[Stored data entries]
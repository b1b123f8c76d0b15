use crate::layout::StoreLayout;
use crate::lock::FileLock;
use crate::{atomic_write, StoreError};
use scs_schema::{Component, ComponentId, Snapshot, SnapshotId, Stack, StackId};
use serde::de::DeserializeOwned;
use serde::{Deserialize, Serialize};
use std::fmt;
use std::fs;
use std::marker::PhantomData;
use std::path::PathBuf;
use tracing::{debug, warn};

const COUNTER_FILE: &str = ".next-id";
const LOCK_FILE: &str = ".lock";

/// A record kept in an [`EntityStore`].
pub trait Entity: Serialize + DeserializeOwned + Clone {
    /// Directory name under `entities/`.
    const KIND: &'static str;
    type Id: Copy + fmt::Display + From<u64>;

    fn id(&self) -> Self::Id;
}

impl Entity for Component {
    const KIND: &'static str = "component";
    type Id = ComponentId;

    fn id(&self) -> ComponentId {
        self.id
    }
}

impl Entity for Stack {
    const KIND: &'static str = "stack";
    type Id = StackId;

    fn id(&self) -> StackId {
        self.id
    }
}

impl Entity for Snapshot {
    const KIND: &'static str = "snapshot";
    type Id = SnapshotId;

    fn id(&self) -> SnapshotId {
        self.id
    }
}

/// On-disk form: the record plus a blake3 checksum over its canonical JSON.
#[derive(Serialize, Deserialize)]
struct Envelope<T> {
    checksum: String,
    record: T,
}

#[derive(Serialize, Deserialize)]
struct Counter {
    next: u64,
}

fn compute_checksum<T: Serialize>(record: &T) -> Result<String, StoreError> {
    let json = serde_json::to_string_pretty(record)?;
    Ok(blake3::hash(json.as_bytes()).to_hex().to_string())
}

/// Keyed store of one entity kind, one JSON file per record.
pub struct EntityStore<T: Entity> {
    layout: StoreLayout,
    _kind: PhantomData<T>,
}

impl<T: Entity> Clone for EntityStore<T> {
    fn clone(&self) -> Self {
        Self::new(self.layout.clone())
    }
}

impl<T: Entity> EntityStore<T> {
    pub fn new(layout: StoreLayout) -> Self {
        Self {
            layout,
            _kind: PhantomData,
        }
    }

    fn dir(&self) -> PathBuf {
        self.layout.entity_dir(T::KIND)
    }

    fn path(&self, id: T::Id) -> PathBuf {
        self.dir().join(format!("{id}.json"))
    }

    fn key(id: T::Id) -> String {
        format!("{}/{id}", T::KIND)
    }

    pub fn save(&self, record: &T) -> Result<(), StoreError> {
        let envelope = Envelope {
            checksum: compute_checksum(record)?,
            record,
        };
        let content = serde_json::to_string_pretty(&envelope)?;
        atomic_write(&self.path(record.id()), content.as_bytes())?;
        debug!("saved {}", Self::key(record.id()));
        Ok(())
    }

    /// Allocate the next id and persist the record `build` produces for it.
    ///
    /// Ids are never reused, even after the record with the highest id is
    /// deleted.
    pub fn insert_with(&self, build: impl FnOnce(T::Id) -> T) -> Result<T, StoreError> {
        let dir = self.dir();
        fs::create_dir_all(&dir)?;
        let _lock = FileLock::acquire(&dir.join(LOCK_FILE))?;

        let counter_path = dir.join(COUNTER_FILE);
        let next = if counter_path.exists() {
            let counter: Counter = serde_json::from_str(&fs::read_to_string(&counter_path)?)?;
            counter.next
        } else {
            1
        };
        let record = build(T::Id::from(next));
        self.save(&record)?;
        let bumped = serde_json::to_string(&Counter { next: next + 1 })?;
        atomic_write(&counter_path, bumped.as_bytes())?;
        Ok(record)
    }

    pub fn load(&self, id: T::Id) -> Result<T, StoreError> {
        let path = self.path(id);
        if !path.exists() {
            return Err(StoreError::NotFound {
                kind: T::KIND,
                id: id.to_string(),
            });
        }
        let content = fs::read_to_string(&path)?;
        let envelope: Envelope<T> = serde_json::from_str(&content)?;
        let actual = compute_checksum(&envelope.record)?;
        if actual != envelope.checksum {
            return Err(StoreError::IntegrityFailure {
                key: Self::key(id),
                expected: envelope.checksum,
                actual,
            });
        }
        Ok(envelope.record)
    }

    /// `Ok(None)` when the record does not exist.
    pub fn get(&self, id: T::Id) -> Result<Option<T>, StoreError> {
        match self.load(id) {
            Ok(record) => Ok(Some(record)),
            Err(StoreError::NotFound { .. }) => Ok(None),
            Err(e) => Err(e),
        }
    }

    pub fn exists(&self, id: T::Id) -> bool {
        self.path(id).exists()
    }

    /// Removing an absent record is not an error.
    pub fn delete(&self, id: T::Id) -> Result<(), StoreError> {
        let path = self.path(id);
        if path.exists() {
            fs::remove_file(path)?;
            debug!("deleted {}", Self::key(id));
        }
        Ok(())
    }

    fn record_ids(&self) -> Result<Vec<u64>, StoreError> {
        let dir = self.dir();
        if !dir.exists() {
            return Ok(Vec::new());
        }
        let mut ids = Vec::new();
        for entry in fs::read_dir(dir)? {
            let entry = entry?;
            if !entry.file_type()?.is_file() {
                continue;
            }
            let name = entry.file_name();
            let Some(stem) = name.to_str().and_then(|n| n.strip_suffix(".json")) else {
                continue;
            };
            if let Ok(id) = stem.parse::<u64>() {
                ids.push(id);
            }
        }
        ids.sort_unstable();
        Ok(ids)
    }

    /// All readable records in id order; corrupted ones are logged and skipped.
    pub fn list(&self) -> Result<Vec<T>, StoreError> {
        let mut results = Vec::new();
        for id in self.record_ids()? {
            match self.load(T::Id::from(id)) {
                Ok(record) => results.push(record),
                Err(e) => warn!("skipping corrupted {} record {id}: {e}", T::KIND),
            }
        }
        Ok(results)
    }

    /// Like `list()`, but surfaces per-record failures.
    #[allow(clippy::type_complexity)]
    pub fn list_with_errors(&self) -> Result<Vec<Result<T, (String, StoreError)>>, StoreError> {
        Ok(self
            .record_ids()?
            .into_iter()
            .map(|id| {
                let id = T::Id::from(id);
                self.load(id).map_err(|e| (Self::key(id), e))
            })
            .collect())
    }

    pub fn find(&self, predicate: impl Fn(&T) -> bool) -> Result<Vec<T>, StoreError> {
        Ok(self.list()?.into_iter().filter(|r| predicate(r)).collect())
    }

    pub fn find_one(&self, predicate: impl Fn(&T) -> bool) -> Result<Option<T>, StoreError> {
        Ok(self.list()?.into_iter().find(|r| predicate(r)))
    }
}

#[cfg(test)]
mod tests {
    use super::*;
    use scs_schema::{ComponentBundle, ComponentDraft, ComponentStatus, MachineName, Owner};

    fn store() -> (tempfile::TempDir, EntityStore<Component>) {
        let dir = tempfile::tempdir().unwrap();
        let layout = StoreLayout::new(dir.path());
        layout.initialize().unwrap();
        (dir, EntityStore::new(layout))
    }

    fn draft(name: &str) -> ComponentDraft {
        ComponentDraft::new(
            ComponentBundle::Sql,
            MachineName::parse(name).unwrap(),
            Owner::new("alice"),
        )
    }

    #[test]
    fn insert_allocates_sequential_ids() {
        let (_dir, store) = store();
        let a = store
            .insert_with(|id| draft("a").into_component(id, ComponentStatus::Running))
            .unwrap();
        let b = store
            .insert_with(|id| draft("b").into_component(id, ComponentStatus::Running))
            .unwrap();
        assert_eq!(a.id, ComponentId::new(1));
        assert_eq!(b.id, ComponentId::new(2));
        assert_eq!(store.load(b.id).unwrap(), b);
    }

    #[test]
    fn ids_are_not_reused_after_delete() {
        let (_dir, store) = store();
        let a = store
            .insert_with(|id| draft("a").into_component(id, ComponentStatus::Running))
            .unwrap();
        store.delete(a.id).unwrap();
        let b = store
            .insert_with(|id| draft("b").into_component(id, ComponentStatus::Running))
            .unwrap();
        assert_eq!(b.id, ComponentId::new(2));
    }

    #[test]
    fn load_missing_is_not_found() {
        let (_dir, store) = store();
        assert!(matches!(
            store.load(ComponentId::new(9)),
            Err(StoreError::NotFound {
                kind: "component",
                ..
            })
        ));
        assert!(store.get(ComponentId::new(9)).unwrap().is_none());
        store.delete(ComponentId::new(9)).unwrap();
    }

    #[test]
    fn tampered_record_fails_checksum() {
        let (dir, store) = store();
        let c = store
            .insert_with(|id| draft("a").into_component(id, ComponentStatus::Running))
            .unwrap();
        let path = dir.path().join("entities/component/1.json");
        let content = fs::read_to_string(&path).unwrap();
        fs::write(&path, content.replace("\"alice\"", "\"mallory\"")).unwrap();
        assert!(matches!(
            store.load(c.id),
            Err(StoreError::IntegrityFailure { .. })
        ));
        assert!(store.list().unwrap().is_empty());
        let with_errors = store.list_with_errors().unwrap();
        assert_eq!(with_errors.len(), 1);
        assert!(with_errors[0].is_err());
    }

    #[test]
    fn find_filters_records() {
        let (_dir, store) = store();
        for name in ["x-sql", "y-sql", "x-app"] {
            store
                .insert_with(|id| draft(name).into_component(id, ComponentStatus::Running))
                .unwrap();
        }
        let xs = store.find(|c| c.machine_name.starts_with("x-")).unwrap();
        assert_eq!(xs.len(), 2);
        let y = store
            .find_one(|c| c.machine_name.as_str() == "y-sql")
            .unwrap()
            .unwrap();
        assert_eq!(y.id, ComponentId::new(2));
    }

    #[test]
    fn save_overwrites_existing_record() {
        let (_dir, store) = store();
        let mut c = store
            .insert_with(|id| draft("a").into_component(id, ComponentStatus::Provisioning))
            .unwrap();
        c.status = ComponentStatus::Running;
        store.save(&c).unwrap();
        assert_eq!(
            store.load(c.id).unwrap().status,
            ComponentStatus::Running
        );
        assert_eq!(store.list().unwrap().len(), 1);
    }
}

* [What the task asks]:
Return the entries above unchanged, starting at the first line and stopping after the line with "const LOCK_FILE: &str".

* [Response below]:
repository b1b123f8c76d0b15
use crate::layout::StoreLayout;
use crate::lock::FileLock;
use crate::{atomic_write, StoreError};
use scs_schema::{Component, ComponentId, Snapshot, SnapshotId, Stack, StackId};
use serde::de::DeserializeOwned;
use serde::{Deserialize, Serialize};
use std::fmt;
use std::fs;
use std::marker::PhantomData;
use std::path::PathBuf;
use tracing::{debug, warn};

const COUNTER_FILE: &str = ".next-id";
const LOCK_FILE: &str = ".lock";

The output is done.